Arquitectura Lunes, 11 de mayo de 2020

Las construcciones tradicionales del cinturón verde de Mendoza

Este cinturón está conformado en mayor medida por las zonas rurales irrigadas de los departamentos de Guaymallén, Maipú y Lavalle.

Por Arq. Matías Esteves, equipo Historia y Conservación Patrimonial (INCIHUSA-CONICET)

El Cinturón Verde de Mendoza es un área estratégica para la producción y provisión de alimentos frutihortícolas en fresco para el Área Metropolitana. Está conformado en mayor medida por las zonas rurales irrigadas de los departamentos de Guaymallén, Maipú y Lavalle. En las últimas décadas, esta zona se ha caracterizado por el avance urbano acelerado que ocupa suelos con gran potencialidad productiva, que transforma el paisaje agrario y amenaza a sus construcciones tradicionales.

El Cinturón Verde posee una gran trayectoria en el tiempo asociada a la producción agrícola, donde actualmente se encuentran en el paisaje diversas construcciones tradicionales, producto de la relación de la cultura con las características naturales del sitio. Históricamente, un humedal de grandes dimensiones denominado Gran Ciénaga del Bermejo, se encontraba donde actualmente se emplaza el Cinturón Verde. Desde 1850 se construyeron canales de riego -entre otras estrategias- para favorecer el drenaje del agua y ocupar esas tierras para la producción. Por ello, actualmente se encuentra el nivel de agua subterránea a escasa profundidad, característica distintiva que resalta en una zona árida como Mendoza.

Galpón Agrícola en Maipú.

Las construcciones tradicionales que se encuentran en el sitio se realizaban con una técnica constructiva denominada por los pobladores locales como “construcción en esqueleto”, debido a la forma en que se materializa su estructura, muy similar al sistema constructivo de la quincha (muros de caña y barro) pero con algunas adaptaciones vinculadas a la mayor presencia de humedad en el suelo. Esta técnica se encuentra en diversas viviendas y galpones industriales e incluso bodegas.

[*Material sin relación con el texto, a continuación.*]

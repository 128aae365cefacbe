//! Services and storage doubles shared by the dispatcher test suites.

use std::sync::{Arc, Mutex, PoisonError};

use mockall::mock;
use serde_json::{Value, json};

use crate::auth::{AccessRule, UserType};
use crate::dispatcher::{Dispatcher, RequestContext};
use crate::envelope::ResponseEnvelope;
use crate::error::{ApiError, InternalError, ServiceError};
use crate::registry::ServiceRegistry;
use crate::service::{CallContext, Params, Service};
use crate::transaction::TransactionBackend;

pub(crate) const ADMIN_TOKEN: &str = "admin-token";
pub(crate) const DEBUG_TOKEN: &str = "debug-token";
pub(crate) const GUEST_TOKEN: &str = "guest-token";
pub(crate) const LOGIN_FAILURE: &str =
    "Incorrect user name or password or account is temporarily blocked.";

/// Ordered record of everything the doubles observed.
#[derive(Debug, Clone, Default)]
pub(crate) struct Journal(Arc<Mutex<Vec<String>>>);

impl Journal {
    pub(crate) fn record(&self, event: impl Into<String>) {
        self.0
            .lock()
            .unwrap_or_else(PoisonError::into_inner)
            .push(event.into());
    }

    pub(crate) fn events(&self) -> Vec<String> {
        self.0
            .lock()
            .unwrap_or_else(PoisonError::into_inner)
            .clone()
    }

    pub(crate) fn count(&self, event: &str) -> usize {
        self.events().iter().filter(|seen| *seen == event).count()
    }

    pub(crate) fn mentions(&self, prefix: &str) -> bool {
        self.events().iter().any(|seen| seen.starts_with(prefix))
    }
}

mock! {
    pub(crate) Backend {}
    impl TransactionBackend for Backend {
        fn begin(&self) -> Result<(), ServiceError>;
        fn commit(&self) -> Result<(), ServiceError>;
        fn rollback(&self) -> Result<(), ServiceError>;
    }
}

/// Transaction backend that only journals its calls.
pub(crate) struct RecordingBackend {
    journal: Journal,
}

impl TransactionBackend for RecordingBackend {
    fn begin(&self) -> Result<(), ServiceError> {
        self.journal.record("begin");
        Ok(())
    }

    fn commit(&self) -> Result<(), ServiceError> {
        self.journal.record("commit");
        Ok(())
    }

    fn rollback(&self) -> Result<(), ServiceError> {
        self.journal.record("rollback");
        Ok(())
    }
}

struct ApiInfo;

impl Service for ApiInfo {
    fn methods(&self) -> &[&'static str] {
        &["version"]
    }

    fn call(&self, _: &CallContext<'_>, _: &str, _: Params) -> Result<Value, ServiceError> {
        Ok(json!("5.0"))
    }
}

struct Users {
    journal: Journal,
}

impl Users {
    fn identity(token: &str) -> Option<Value> {
        let (userid, username, user_type, debug_mode) = match token {
            ADMIN_TOKEN => ("1", "Admin", "super_admin", false),
            DEBUG_TOKEN => ("2", "Debugger", "super_admin", true),
            GUEST_TOKEN => ("3", "guest", "user", false),
            _ => return None,
        };
        Some(json!({
            "userid": userid,
            "username": username,
            "type": user_type,
            "debug_mode": debug_mode,
            "sessionid": token
        }))
    }
}

impl Service for Users {
    fn methods(&self) -> &[&'static str] {
        &["login", "checkauthentication", "logout"]
    }

    fn call(
        &self,
        _: &CallContext<'_>,
        method: &str,
        params: Params,
    ) -> Result<Value, ServiceError> {
        match method {
            "login" => {
                if params.get("password") == Some(&json!("zabbix")) {
                    Ok(json!(ADMIN_TOKEN))
                } else {
                    self.journal.record("login attempt failed");
                    Err(ApiError::permissions(LOGIN_FAILURE).into())
                }
            }
            "checkauthentication" => {
                self.journal.record("checkauthentication");
                params
                    .get("sessionid")
                    .and_then(Value::as_str)
                    .and_then(Self::identity)
                    .ok_or_else(|| {
                        ApiError::invalid_parameters("Session terminated, re-login, please.")
                            .into()
                    })
            }
            _ => Ok(json!(true)),
        }
    }
}

struct Hosts {
    journal: Journal,
}

impl Service for Hosts {
    fn methods(&self) -> &[&'static str] {
        &["get", "create", "reject", "fail", "crash", "nested", "purge"]
    }

    fn access_rule(&self, method: &str) -> AccessRule {
        match method {
            "purge" => AccessRule::at_least(UserType::SuperAdmin),
            _ => AccessRule::ANY_USER,
        }
    }

    fn call(
        &self,
        ctx: &CallContext<'_>,
        method: &str,
        params: Params,
    ) -> Result<Value, ServiceError> {
        self.journal
            .record(format!("host.{method} {}", Value::Object(params.clone())));
        match method {
            "get" => Ok(json!([{"hostid": "1", "host": "web01"}])),
            "create" => Ok(json!({"hostids": ["2"]})),
            "reject" => Err(ApiError::invalid_parameters("No such host").into()),
            "fail" => Err(InternalError::new("disk full").into()),
            "crash" => panic!("host table missing"),
            "nested" => {
                let token = ctx
                    .identity()
                    .and_then(|identity| identity.sessionid.as_deref());
                self.journal.record(format!(
                    "outer sees open transaction: {}",
                    ctx.request().transactions().is_open()
                ));
                let inner = ctx.invoke("host", "create", Params::new(), token);
                self.journal.record(format!(
                    "inner returned, transaction still open: {}",
                    ctx.request().transactions().is_open()
                ));
                if params.get("fail_after") == Some(&json!(true)) {
                    return Err(ApiError::invalid_parameters("Nested call aborted.").into());
                }
                inner.into_result().map_err(ServiceError::from)
            }
            _ => Ok(json!({"purged": true})),
        }
    }
}

/// A dispatcher wired to the doubles above, plus the journal they share.
pub(crate) struct Harness {
    pub(crate) journal: Journal,
    pub(crate) dispatcher: Arc<Dispatcher>,
}

impl Harness {
    pub(crate) fn new() -> Self {
        let journal = Journal::default();
        let registry = ServiceRegistry::builder()
            .register("apiinfo", ApiInfo)
            .register(
                "user",
                Users {
                    journal: journal.clone(),
                },
            )
            .register(
                "host",
                Hosts {
                    journal: journal.clone(),
                },
            )
            .build();
        Self {
            journal,
            dispatcher: Arc::new(Dispatcher::new(registry)),
        }
    }

    pub(crate) fn request(&self) -> RequestContext {
        RequestContext::new(RecordingBackend {
            journal: self.journal.clone(),
        })
    }

    pub(crate) fn call(
        &self,
        api: &str,
        method: &str,
        params: Value,
        auth: Option<&str>,
    ) -> ResponseEnvelope {
        let request = self.request();
        self.dispatcher
            .call_method(&request, api, method, object(params), auth)
    }
}

pub(crate) fn object(value: Value) -> Params {
    match value {
        Value::Object(map) => map,
        Value::Null => Params::new(),
        other => panic!("expected a JSON object, got {other}"),
    }
}

pub(crate) fn strip_quotes(value: &str) -> &str {
    value.trim_matches('"')
}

Los pobladores comentan que sus viviendas poseen más de 50 años y hay registros de bodegas de más de 80 años construidas con este sistema, lo que demuestra su amplio uso en el tiempo.

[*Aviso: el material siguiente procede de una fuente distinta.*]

//! Structured health reporting for daemon lifecycle events.

use apigate_config::{Config, SocketEndpoint};

use crate::bootstrap::BootstrapError;

const HEALTH_TARGET: &str = concat!(env!("CARGO_PKG_NAME"), "::health");

/// Observer trait used to surface lifecycle events to telemetry sinks.
pub trait HealthReporter: Send + Sync {
    /// Invoked before configuration loading begins.
    fn bootstrap_starting(&self);

    /// Invoked after the store has been seeded.
    fn store_seeded(&self, source: &str, accounts: usize);

    /// Invoked after bootstrap completes successfully.
    fn bootstrap_succeeded(&self, config: &Config);

    /// Invoked when bootstrap fails.
    fn bootstrap_failed(&self, error: &BootstrapError);

    /// Invoked once the listener accepts connections.
    fn listener_ready(&self, endpoint: &SocketEndpoint);
}

/// Default reporter that records lifecycle events using `tracing`.
#[derive(Debug, Default, Clone, Copy)]
pub struct StructuredHealthReporter;

impl StructuredHealthReporter {
    /// Builds a new reporter.
    #[must_use]
    pub fn new() -> Self {
        Self
    }
}

impl HealthReporter for StructuredHealthReporter {
    fn bootstrap_starting(&self) {
        tracing::info!(
            target: HEALTH_TARGET,
            event = "bootstrap_starting",
            "starting daemon bootstrap"
        );
    }

    fn store_seeded(&self, source: &str, accounts: usize) {
        tracing::info!(
            target: HEALTH_TARGET,
            event = "store_seeded",
            source,
            accounts,
            "user store seeded"
        );
    }

    fn bootstrap_succeeded(&self, config: &Config) {
        tracing::info!(
            target: HEALTH_TARGET,
            event = "bootstrap_succeeded",
            socket = %config.listen_socket(),
            log_filter = %config.log_filter(),
            log_format = ?config.log_format(),
            max_request_bytes = config.max_request_bytes(),
            "daemon bootstrap completed"
        );
    }

    fn bootstrap_failed(&self, error: &BootstrapError) {
        tracing::error!(
            target: HEALTH_TARGET,
            event = "bootstrap_failed",
            error = %error,
            "daemon bootstrap failed"
        );
    }

    fn listener_ready(&self, endpoint: &SocketEndpoint) {
        tracing::info!(
            target: HEALTH_TARGET,
            event = "listener_ready",
            endpoint = %endpoint,
            "accepting JSON-RPC connections"
        );
    }
}
//! JSON-RPC 2.0 adapter in front of the [`Dispatcher`].
//!
//! The adapter decodes a request body, runs every call it contains through
//! the dispatcher, and encodes the envelopes as JSON-RPC responses. All calls
//! in one body, batch members included, share one [`RequestContext`].
//! Requests without an `id` are notifications: they run, but produce no
//! response.

mod request;
mod response;

use std::sync::Arc;

use serde_json::Value;
use tracing::debug;

pub use self::request::{InvalidRequest, JsonRpcCall, RequestBody};
pub use self::response::{JSONRPC_VERSION, JsonRpcError, JsonRpcReply, JsonRpcResponse};
use crate::dispatcher::{Dispatcher, RequestContext};

/// Tracing target for wire-level events.
const JSONRPC_TARGET: &str = concat!(env!("CARGO_PKG_NAME"), "::jsonrpc");

/// Serves JSON-RPC request bodies.
#[derive(Debug, Clone)]
pub struct JsonRpcEndpoint {
    dispatcher: Arc<Dispatcher>,
}

impl JsonRpcEndpoint {
    /// Creates an endpoint dispatching through `dispatcher`.
    #[must_use]
    pub const fn new(dispatcher: Arc<Dispatcher>) -> Self {
        Self { dispatcher }
    }

    /// The dispatcher behind this endpoint.
    #[must_use]
    pub fn dispatcher(&self) -> &Dispatcher {
        &self.dispatcher
    }

    /// Handles one raw body.
    ///
    /// Returns `None` when nothing should be written back, which happens when
    /// the body held only notifications.
    #[must_use]
    pub fn handle(&self, request: &RequestContext, body: &[u8]) -> Option<JsonRpcReply> {
        match RequestBody::parse(body) {
            Ok(body) => self.handle_body(request, body),
            Err(error) => {
                debug!(target: JSONRPC_TARGET, code = error.code, "rejected request body");
                Some(JsonRpcReply::Single(JsonRpcResponse::error(
                    Value::Null,
                    error,
                )))
            }
        }
    }

    /// Handles an already decoded body.
    #[must_use]
    pub fn handle_body(&self, request: &RequestContext, body: RequestBody) -> Option<JsonRpcReply> {
        match body {
            RequestBody::Single(value) => self
                .handle_value(request, value)
                .map(JsonRpcReply::Single),
            RequestBody::Batch(members) => {
                let responses: Vec<_> = members
                    .into_iter()
                    .filter_map(|member| self.handle_value(request, member))
                    .collect();
                (!responses.is_empty()).then_some(JsonRpcReply::Batch(responses))
            }
        }
    }

    fn handle_value(&self, request: &RequestContext, value: Value) -> Option<JsonRpcResponse> {
        let call = match JsonRpcCall::from_value(value) {
            Ok(call) => call,
            Err(InvalidRequest { id, reason }) => {
                debug!(target: JSONRPC_TARGET, %reason, "rejected request member");
                return Some(JsonRpcResponse::error(
                    id,
                    JsonRpcError::invalid_request(reason),
                ));
            }
        };

        let envelope = self.dispatcher.call_method(
            request,
            &call.api,
            &call.method,
            call.params,
            call.auth.as_deref(),
        );
        call.id
            .map(|id| JsonRpcResponse::from_envelope(id, envelope))
    }
}
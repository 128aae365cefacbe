//! A dispatcher wired to the real services over a fresh store.

use std::net::{IpAddr, Ipv4Addr};
use std::sync::Arc;

use apigate_core::{Dispatcher, Params, RequestContext, ResponseEnvelope, UserType};
use serde_json::Value;

use crate::clock::ManualClock;
use crate::seed::UserSeed;
use crate::store::{MemoryStore, UserRecord};
use crate::user::LoginPolicy;
use crate::service_registry;

pub(crate) const START: u64 = 1_700_000_000;
pub(crate) const CLIENT: IpAddr = IpAddr::V4(Ipv4Addr::new(192, 0, 2, 7));

pub(crate) struct Gateway {
    pub(crate) store: MemoryStore,
    pub(crate) clock: Arc<ManualClock>,
    pub(crate) dispatcher: Dispatcher,
}

impl Gateway {
    pub(crate) fn new(policy: LoginPolicy) -> Self {
        let store = MemoryStore::new();
        store
            .seed_users([
                UserSeed::default_admin(),
                seed("operator", "ops", UserType::Admin, false),
                seed("guest", "guest", UserType::User, false),
                seed("tracer", "tracer", UserType::Admin, true),
            ])
            .expect("seed accounts");
        let clock = Arc::new(ManualClock::new(START));
        let dispatcher = Dispatcher::new(service_registry("7.0.0", policy, clock.clone()));
        Self {
            store,
            clock,
            dispatcher,
        }
    }

    /// Dispatches one call in its own request, as the transport does.
    pub(crate) fn call(
        &self,
        api: &str,
        method: &str,
        params: Value,
        auth: Option<&str>,
    ) -> ResponseEnvelope {
        let request = RequestContext::new(self.store.session()).with_client_address(Some(CLIENT));
        self.dispatcher
            .call_method(&request, api, method, object(params), auth)
    }

    pub(crate) fn login(&self, username: &str, password: &str) -> ResponseEnvelope {
        self.call(
            "user",
            "login",
            serde_json::json!({"username": username, "password": password}),
            None,
        )
    }

    /// Logs in and returns the session id.
    pub(crate) fn session(&self, username: &str, password: &str) -> String {
        let envelope = self.login(username, password);
        match envelope.data() {
            Some(Value::String(sessionid)) => sessionid.clone(),
            _ => panic!("login as {username} failed: {envelope:?}"),
        }
    }

    pub(crate) fn user(&self, username: &str) -> UserRecord {
        self.store.with_state(|state| {
            state
                .user_by_name(username)
                .cloned()
                .unwrap_or_else(|| panic!("no user {username}"))
        })
    }
}

fn seed(username: &str, password: &str, user_type: UserType, debug_mode: bool) -> UserSeed {
    UserSeed {
        username: username.to_owned(),
        password: password.to_owned(),
        user_type,
        name: None,
        debug_mode,
        enabled: true,
        autologout: 0,
    }
}

pub(crate) fn object(value: Value) -> Params {
    match value {
        Value::Object(map) => map,
        other => panic!("expected a JSON object, got {other}"),
    }
}

pub(crate) fn strip_quotes(value: &str) -> &str {
    value.trim_matches('"')
}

La técnica de construcción consiste en el desarrollo de un cimiento de poca profundidad –por la cercanía del nivel freático a la superficie- realizado en la mayoría de los casos con piedra tosca disponible en el lugar. En algunas construcciones se observa un sobrecimiento realizado con el mismo material, cuya función es evitar que el muro de barro entre en contacto con el agua o la humedad del suelo. La estructura portante se conforma con pórticos de madera, a los cuales se agrega un poste en diagonal para rigidizar la estructura. Luego, se dispone de listones de madera de álamo o tablas de sección rectangular que se clavan de forma perpendicular a la estructura portante, tanto del lado interior como del exterior, dejando un vacío entre estos entramados, el cual se rellena luego con una mezcla de barro. Finalmente, el muro se revoca con barro o con hormigón en ambas caras. Las cubiertas también se realizaban en madera, preferentemente a dos aguas y con chapa acanalada de zinc por el exterior. El uso de techo inclinado facilita la disposición de aleros en toda la envolvente para proteger a los muros del agua de lluvia.

Galpón industrial y vivienda en Guaymallén construidos con el “sistema de esqueleto”.

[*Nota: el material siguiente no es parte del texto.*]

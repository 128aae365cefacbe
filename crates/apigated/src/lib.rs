//! The apigate daemon.
//!
//! The daemon loads its configuration, installs structured telemetry, seeds
//! the in-memory store, and serves newline-delimited JSON-RPC 2.0 requests on
//! the configured TCP or Unix socket until it receives a termination signal.
//!
//! Every request line is handled in its own request context: one store
//! session, one transaction per top-level call, and the client's address for
//! login bookkeeping. Health reporting hooks emit structured telemetry at each
//! bootstrap stage so operators can diagnose start-up failures quickly.

mod bootstrap;
mod health;
mod process;
mod rpc;
mod telemetry;
mod transport;

pub use bootstrap::{
    API_VERSION, BootstrapError, ConfigLoader, Daemon, StaticConfigLoader, SystemConfigLoader,
    bootstrap_with,
};
pub use health::{HealthReporter, StructuredHealthReporter};
pub use process::{LaunchError, ShutdownError, ShutdownSignal, SystemShutdownSignal, run_daemon};
pub use telemetry::{TelemetryError, TelemetryHandle};

#[cfg(test)]
mod tests;
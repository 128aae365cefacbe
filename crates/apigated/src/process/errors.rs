//! Errors surfaced while launching or supervising the daemon process.

use thiserror::Error;

use crate::bootstrap::BootstrapError;
use crate::transport::ListenerError;

use super::shutdown::ShutdownError;

/// Errors surfaced while launching or supervising the daemon process.
#[derive(Debug, Error)]
pub enum LaunchError {
    /// Bootstrapping the daemon failed.
    #[error("daemon bootstrap failed: {source}")]
    Bootstrap {
        /// Underlying bootstrap error.
        #[source]
        source: BootstrapError,
    },
    /// Binding or running the socket listener failed.
    #[error("socket listener failed: {source}")]
    Listener {
        /// Underlying listener error.
        #[source]
        source: ListenerError,
    },
    /// Waiting for shutdown failed.
    #[error("failed to await shutdown signal: {source}")]
    Shutdown {
        /// Underlying shutdown error.
        #[source]
        source: ShutdownError,
    },
}

impl From<BootstrapError> for LaunchError {
    fn from(source: BootstrapError) -> Self {
        Self::Bootstrap { source }
    }
}

impl From<ListenerError> for LaunchError {
    fn from(source: ListenerError) -> Self {
        Self::Listener { source }
    }
}

impl From<ShutdownError> for LaunchError {
    fn from(source: ShutdownError) -> Self {
        Self::Shutdown { source }
    }
}
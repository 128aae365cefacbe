//! Daemon process supervision: launch sequencing and shutdown handling.

mod errors;
mod launch;
mod shutdown;

pub use self::errors::LaunchError;
pub use self::launch::run_daemon;
#[cfg(test)]
pub(crate) use self::launch::run_daemon_with;
pub use self::shutdown::{ShutdownError, ShutdownSignal, SystemShutdownSignal};

const PROCESS_TARGET: &str = concat!(env!("CARGO_PKG_NAME"), "::process");
//! The contract implemented by every API namespace.

use serde::Serialize;
use serde::de::DeserializeOwned;
use serde_json::{Map, Value};

use crate::auth::{AccessRule, Identity};
use crate::dispatcher::{Dispatcher, RequestContext};
use crate::envelope::ResponseEnvelope;
use crate::error::{ApiError, ServiceError};
use crate::transaction::TransactionBackend;

/// Named parameters of a call.
pub type Params = Map<String, Value>;

/// A named group of callable methods, such as `user` or `host`.
///
/// Services are shared across connections, so implementations keep per-call
/// state in the [`CallContext`] rather than in `self`.
pub trait Service: Send + Sync {
    /// Lower-case names of the methods this service exposes.
    fn methods(&self) -> &[&'static str];

    /// Minimum privileges required to call `method`.
    ///
    /// Only consulted for methods that require authentication.
    fn access_rule(&self, _method: &str) -> AccessRule {
        AccessRule::default()
    }

    /// Executes `method`, which is one of [`Service::methods`].
    ///
    /// # Errors
    ///
    /// Returns a [`ServiceError`] describing why the call failed.
    fn call(&self, ctx: &CallContext<'_>, method: &str, params: Params)
    -> Result<Value, ServiceError>;
}

/// Everything a service method may consult while running.
pub struct CallContext<'a> {
    dispatcher: &'a Dispatcher,
    request: &'a RequestContext,
    identity: Option<&'a Identity>,
}

impl<'a> CallContext<'a> {
    pub(crate) const fn new(
        dispatcher: &'a Dispatcher,
        request: &'a RequestContext,
        identity: Option<&'a Identity>,
    ) -> Self {
        Self {
            dispatcher,
            request,
            identity,
        }
    }

    pub(crate) const fn dispatcher(&self) -> &'a Dispatcher {
        self.dispatcher
    }

    /// Caller identity, absent for methods that skip authentication.
    #[must_use]
    pub const fn identity(&self) -> Option<&'a Identity> {
        self.identity
    }

    /// Request-scoped state shared by every call within one request.
    #[must_use]
    pub const fn request(&self) -> &'a RequestContext {
        self.request
    }

    /// The caller identity, or a not-authorised failure.
    ///
    /// # Errors
    ///
    /// Fails when the method was called without authentication.
    pub fn require_identity(&self) -> Result<&'a Identity, ServiceError> {
        self.identity
            .ok_or_else(|| ApiError::not_authorized("Not authorized.").into())
    }

    /// Returns the request's storage backend as its concrete type.
    ///
    /// # Errors
    ///
    /// Fails with an internal error when the backend is of another type.
    pub fn backend<B: TransactionBackend>(&self) -> Result<&'a B, ServiceError> {
        self.request.transactions().backend::<B>().ok_or_else(|| {
            ServiceError::internal(format!(
                "request storage is not a {}",
                std::any::type_name::<B>()
            ))
        })
    }

    /// Dispatches a nested call within the same request.
    ///
    /// Nested calls share the request's transaction: they never open or close
    /// one of their own while an outer call holds it.
    pub fn invoke(
        &self,
        api: &str,
        method: &str,
        params: Params,
        auth: Option<&str>,
    ) -> ResponseEnvelope {
        self.dispatcher
            .call_method(self.request, api, method, params, auth)
    }
}

/// Deserialises call parameters into a typed request.
///
/// # Errors
///
/// Returns an invalid-parameters failure describing the first mismatch.
pub fn parse_params<T: DeserializeOwned>(params: Params) -> Result<T, ServiceError> {
    serde_json::from_value(Value::Object(params)).map_err(|error| {
        ApiError::invalid_parameters(format!("Invalid parameter \"/\": {error}.")).into()
    })
}

/// Serialises a service result.
///
/// # Errors
///
/// Returns an internal failure when the value cannot be represented as JSON.
pub fn to_data<T: Serialize>(value: &T) -> Result<Value, ServiceError> {
    Ok(serde_json::to_value(value)?)
}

Esta técnica se adapta a las condicionantes naturales del medio, respondiendo a dos fenómenos principales: los sismos y la humedad del suelo, ya que la piedra en los cimientos y sobrecimientos disminuye considerablemente el ascenso de la humedad del terreno hacia los muros. Según la arquitecta Rosa Guaycochea de Onofri en su libro “Arquitectura de Mendoza y otros estudios” esta resultante constructiva presentaba bajo peso para evitar su hundimiento en suelos cenagosos y brindar mejor respuesta al sismo. Entonces, mientras el adobe se posicionaba como el material más utilizado en zonas urbanas, este sistema era el más utilizado en esta gran área rural de la provincia.

La mano de obra para su construcción es local, ya que es la misma familia la que se encarga de la construcción y su mantenimiento. Por esta misma razón, se trata de una forma constructiva enraizada en las costumbres de la población y, por ello, se encuentra un patrón constructivo que demuestra su amplio uso en la zona, incluso en la actualidad.

Esta arquitectura tradicional es referente de la zona y por ello, considerar articular los conocimientos tradicionales de los pobladores respecto a esta técnica constructiva con los avances técnicos y científicos permitiría alcanzar la perdurabilidad de estas construcciones, apuntando a su conservación y uso en el tiempo, enriqueciendo al paisaje agrícola y aportando identidad a la zona.